- IDF soldiers and officers received fake messages that lured them into downloading “Mygram IM”.
- This software is essentially powerful spyware that can access all user data on a mobile device.
- The actors behind this were confirmed to be “APT-C-23”, who are believed to be Hamas hackers.
Researchers from the “360 Threat Intelligence Center” have caught APT-C-23 activity on their radars, and are now reporting about their findings in detail. The hacking group, which is also known as “Two-Tailed Scorpion”, has been targeting the Israel Defense Forces (IDF) since February 2020, using an instant message app called “Mygram” as a bait. The particular app was actually spyware designed to steal private information from the soldiers and hopefully, also any officers of the IDF. The APT-C-23 attacks weren’t limited solely to IDF targets, though, as the Chinese threat researchers confirmed more attempts targeting other entities in the Middle East.
The website that distributes “Mygram IM” is well-crafted, containing detailed descriptions of the features of the chat app, and thus it’s pretty convincing. If someone were to click on the various links that are provided on the website, though, they would quickly realize that none of them works. Moreover, if anyone bothered to check the content for plagiarism, they would immediately realize that everything is stolen from other websites. Thus, the website is fabricated, but not obviously. Mygram IM is also on Google Play, where it promises access to the Telegram API, HTML 5 notifications, and a transparent permission request policy.
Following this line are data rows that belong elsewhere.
impl Multipart {
    /// Construct a new `Multipart` instance for the given boundary.
    pub fn new<B: Into<String>>(boundary: B) -> crate::Result<Multipart> {
        Multipart::with_constraints(boundary, Constraints::default())
    }

    /// Construct a new `Multipart` instance with the given boundary and [`Constraints`].
    pub fn with_constraints<B: Into<String>>(boundary: B, constraints: Constraints) -> crate::Result<Multipart> {
        let boundary = boundary.into();

        if boundary.is_empty() {
            return Err(crate::Error::NoBoundary);
        }
        if boundary.bytes().any(|b| b == constants::CR || b == constants::LF) {
            return Err(crate::Error::InvalidBoundary);
        }

        Ok(Multipart {
            key: Bytes::from(constants::boundary_key(&boundary)),
            stage: Stage::Preamble,
            headers: HeaderParser::new(),
            current: None,
            tracker: CompletionTracker::new(),
            storage: Box::new(DiskStorage::default()),
            constraints,
            events: VecDeque::new(),
            written: 0,
            next_part_idx: 0,
            input_closed: false,
            finished: false,
            waker: None,
        })
    }

    /// Construct a new `Multipart` instance from a `Content-Type` header value.
    ///
    /// Fails before any byte is processed when the header names no boundary.
    pub fn from_content_type<T: AsRef<str>>(content_type: T, constraints: Constraints) -> crate::Result<Multipart> {
        let boundary = crate::parse_boundary(content_type)?;
        Multipart::with_constraints(boundary, constraints)
    }

    /// Sets where file parts are written.
    pub fn storage<S: Storage + 'static>(mut self, storage: S) -> Multipart {
        self.storage = Box::new(storage);
        self
    }

    /// Feeds the next chunk of the body.
    ///
    /// Returns `false` once the parser no longer accepts input, after an error
    /// or [`destroy`](Multipart::destroy). The error itself is delivered as
    /// [`Event::Error`]; on `false` the caller should stop reading the request.
    pub fn write(&mut self, chunk: &[u8]) -> bool {
        if self.stage == Stage::Failed || self.input_closed {
            return false;
        }

        if let Err(err) = self.parse(chunk) {
            self.fail(err);
        }

        self.wake();
        self.stage != Stage::Failed
    }

    /// Closes the input, optionally with a last chunk.
    ///
    /// If the closing boundary has not been seen, this fails with
    /// [`Error::IncompleteStream`](crate::Error::IncompleteStream).
    pub fn end(&mut self, chunk: Option<&[u8]>) -> bool {
        if let Some(chunk) = chunk {
            self.write(chunk);
        }

        if self.stage == Stage::Failed || self.input_closed {
            return false;
        }

        self.input_closed = true;

        if !self.stage.in_epilogue() {
            self.fail(crate::Error::IncompleteStream);
        } else {
            self.try_finish();
        }

        self.wake();
        self.stage != Stage::Failed
    }

    /// Stops parsing without emitting any further event.
    ///
    /// The open file, if any, is closed by dropping its sink. Content already
    /// written stays where it is.
    pub fn destroy(&mut self) {
        debug!("multipart parser destroyed in {}", self.stage.describe());

        self.stage = Stage::Failed;
        self.finished = true;
        self.current = None;
        self.tracker.clear();
        self.events.clear();
        self.wake();
    }

    /// Returns the next event that is ready without waiting.
    ///
    /// File closes that already completed are taken into account, so with
    /// [`DiskStorage`] this yields every event including [`Event::End`].
    pub fn next_event(&mut self) -> Option<Event> {
        let mut cx = Context::from_waker(noop_waker_ref());

        match self.poll_next_unpin(&mut cx) {
            Poll::Ready(event) => event,
            Poll::Pending => None,
        }
    }

    /// Number of file parts whose close has not completed yet.
    pub fn pending(&self) -> usize {
        self.tracker.pending()
    }

    /// Body bytes handed to part sinks so far.
    pub fn written(&self) -> u64 {
        self.written
    }

    /// Returns `true` once [`Event::End`] or [`Event::Error`] was produced, or
    /// the parser was destroyed.
    pub fn is_finished(&self) -> bool {
        self.finished
    }

    fn parse(&mut self, chunk: &[u8]) -> crate::Result<()> {
        let mut idx = 0;

        while idx < chunk.len() {
            if self.stage == Stage::Body {
                match memchr::memchr(constants::CR, &chunk[idx..]) {
                    Some(offset) => {
                        self.write_body(&chunk[idx..idx + offset])?;
                        self.stage = Stage::MatchingBoundary { pos: 1 };
                        idx += offset + 1;
                    }
                    None => {
                        self.write_body(&chunk[idx..])?;
                        idx = chunk.len();
                    }
                }
                continue;
            }

            if self.step(chunk[idx])? {
                idx += 1;
            }
        }

        Ok(())
    }

    /// Runs one transition. Returns `false` when the byte must be processed
    /// again in the new stage.
    fn step(&mut self, byte: u8) -> crate::Result<bool> {
        match self.stage {
            Stage::Preamble => match byte {
                constants::CR => self.stage = Stage::PreambleBoundary { pos: 1 },
                constants::DASH => self.stage = Stage::PreambleBoundary { pos: 3 },
                _ => {}
            },
            Stage::PreambleBoundary { pos } => {
                if byte != self.key[pos] {
                    self.stage = Stage::Preamble;
                    return Ok(false);
                }
                self.stage = self.advance(pos, |pos| Stage::PreambleBoundary { pos });
            }
            Stage::MatchingBoundary { pos } => {
                if byte != self.key[pos] {
                    let key = self.key.clone();
                    self.write_body(&key[..pos])?;
                    self.stage = Stage::Body;
                    return Ok(false);
                }
                self.stage = self.advance(pos, |pos| Stage::MatchingBoundary { pos });
            }
            Stage::BoundaryEnd => match byte {
                constants::CR => self.stage = Stage::BoundaryCr,
                constants::DASH => self.stage = Stage::BoundaryDash,
                _ => return Err(self.unexpected(byte)),
            },
            Stage::BoundaryCr => match byte {
                constants::LF => {
                    self.finish_part();
                    self.stage = Stage::HeaderLineStart;
                }
                _ => return Err(self.unexpected(byte)),
            },
            Stage::BoundaryDash => match byte {
                constants::DASH => {
                    trace!("closing boundary found");
                    self.finish_part();
                    self.stage = Stage::Epilogue;
                }
                _ => return Err(self.unexpected(byte)),
            },
            Stage::HeaderLineStart => match byte {
                constants::CR => self.stage = Stage::HeaderBlockCr,
                _ => {
                    self.stage = Stage::HeaderName;
                    return Ok(false);
                }
            },
            Stage::HeaderName => match byte {
                constants::COLON => {
                    self.headers.finish_name()?;
                    self.stage = Stage::HeaderValueStart;
                }
                constants::CR | constants::LF => return Err(self.unexpected(byte)),
                _ => self.headers.push_name(byte)?,
            },
            Stage::HeaderValueStart => {
                self.stage = Stage::HeaderValue;
                if byte != constants::SPACE {
                    return Ok(false);
                }
            }
            Stage::HeaderValue => match byte {
                constants::CR => self.stage = Stage::HeaderValueCr,
                _ => self.headers.push_value(byte)?,
            },
            Stage::HeaderValueCr => match byte {
                constants::LF => {
                    let (name, value) = self.headers.finish_value()?;
                    self.events.push_back(Event::Header { name, value });
                    self.stage = Stage::HeaderLineStart;
                }
                _ => return Err(self.unexpected(byte)),
            },
            Stage::HeaderBlockCr => match byte {
                constants::LF => {
                    self.open_part()?;
                    self.stage = Stage::Body;
                }
                _ => return Err(self.unexpected(byte)),
            },
            Stage::Epilogue => match byte {
                constants::CR => self.stage = Stage::EpilogueCr,
                _ => return Err(crate::Error::TrailingData),
            },
            Stage::EpilogueCr => match byte {
                constants::LF => self.stage = Stage::EpilogueDone,
                _ => return Err(crate::Error::TrailingData),
            },
            Stage::EpilogueDone => return Err(crate::Error::TrailingData),
            // Handled in bulk by `parse`.
            Stage::Body => {}
            Stage::Failed => {}
        }

        Ok(true)
    }

    fn advance(&self, pos: usize, matching: impl FnOnce(usize) -> Stage) -> Stage {
        if pos + 1 == self.key.len() {
            Stage::BoundaryEnd
        } else {
            matching(pos + 1)
        }
    }

    fn unexpected(&self, byte: u8) -> crate::Error {
        crate::Error::UnexpectedByte {
            stage: self.stage.describe(),
            byte,
        }
    }

    fn open_part(&mut self) -> crate::Result<()> {
        let headers = self.headers.take_headers();
        let disposition = ContentDisposition::parse(&headers).ok_or(crate::Error::NoContentDisposition)?;
        let name = disposition.field_name.unwrap_or_default();

        if !self.constraints.is_it_allowed(&name) {
            return Err(crate::Error::UnknownField { field_name: name });
        }

        let content_type = Part::parse_content_type(&headers);

        // An empty filename is what browsers send for a file input left blank.
        let sink = match disposition.file_name.as_deref() {
            Some(file_name) if !file_name.is_empty() => {
                let file = self.storage.open(&name, file_name).map_err(crate::Error::SinkOpen)?;
                PartSink::File(file)
            }
            _ => {
                let charset = content_type
                    .as_ref()
                    .and_then(|mime| mime.get_param(mime::CHARSET))
                    .map(|charset| charset.as_str());
                PartSink::Text(TextSink::for_charset(charset))
            }
        };

        let index = self.next_part_idx;
        self.next_part_idx += 1;

        debug!("part {} opened: {:?}", index, name);

        self.current = Some(OpenPart {
            size_limit: self.constraints.size_limit.extract_size_limit_for(&name),
            name,
            file_name: disposition.file_name,
            content_type,
            headers,
            index,
            size: 0,
            sink,
        });

        Ok(())
    }

    fn write_body(&mut self, bytes: &[u8]) -> crate::Result<()> {
        if bytes.is_empty() {
            return Ok(());
        }

        let part = match self.current.as_mut() {
            Some(part) => part,
            None => return Ok(()),
        };

        let len = bytes.len() as u64;

        self.written += len;
        if self.written > self.constraints.size_limit.whole_stream {
            return Err(crate::Error::StreamSizeExceeded {
                limit: self.constraints.size_limit.whole_stream,
            });
        }

        part.size += len;
        if part.size > part.size_limit {
            return Err(crate::Error::FieldSizeExceeded {
                limit: part.size_limit,
                field_name: part.name.clone(),
            });
        }

        part.sink.write(bytes)
    }

    /// Hands the open part's sink over: text is finished in place, files are
    /// closed and tracked until the close completes.
    fn finish_part(&mut self) {
        let part = match self.current.take() {
            Some(part) => part,
            None => return,
        };

        let value = match part.sink {
            PartSink::Text(text) => PartValue::Text(text.finish()),
            PartSink::File(file) => {
                let path = file.path().to_path_buf();
                self.tracker.track(path.clone(), file.close());
                PartValue::File(path)
            }
        };

        debug!("part {} finished: {:?}, {} bytes", part.index, part.name, part.size);

        self.events.push_back(Event::Part(Part {
            name: part.name,
            file_name: part.file_name,
            content_type: part.content_type,
            headers: part.headers,
            index: part.index,
            value,
        }));
    }

    fn try_finish(&mut self) {
        if !self.finished && self.input_closed && self.stage.in_epilogue() && self.tracker.pending() == 0 {
            trace!("multipart message complete, {} body bytes", self.written);
            self.finished = true;
            self.events.push_back(Event::End);
        }
    }

    fn fail(&mut self, err: crate::Error) {
        if self.finished {
            return;
        }

        debug!("multipart parsing failed in {}: {}", self.stage.describe(), err);

        self.stage = Stage::Failed;
        self.finished = true;
        self.current = None;
        self.tracker.clear();
        self.events.push_back(Event::Error(err));
    }

    fn wake(&mut self) {
        if let Some(waker) = self.waker.take() {
            waker.wake();
        }
    }
}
If the user installs the app on their phone, it immediately hides its icon and proceeds to run in the background. The capabilities of the spyware include the following functions:
- Microphone recording
- Camera recording
- Contact access and exfiltration
- SMS access and exfiltration
- Social media (Facebook, Instagram) data exfiltration
- Whatsapp message access and exfiltration
The malware is also capable of receiving Firebase Cloud Messaging commands and functions encoded with Base64. As the researchers point out, the actors are using multiple different spyware versions on their campaigns, switching from one method to the other. However, everything features the same or at least similar code structure.
We have seen Hamas hackers targeting Israeli soldiers with fake IM apps and nicely crafted phishing messages back in February, and the latest reports about the APT-C-23 activity coincide with that time period. The apps that were used then had the names “GrixyApp,” “ZatuApp,” and “Catch&See”, and they were all distributed via nicely crafted phishing websites. Thus, we can now safely assume that APT-C-23 was behind these attacks too. The particular group of hackers has been around since 2016, plaguing the Middle East with campaign names such as “FrozenCell”, “AridViper”, and “Micropsia”, as those were given by the various research groups that are monitoring them.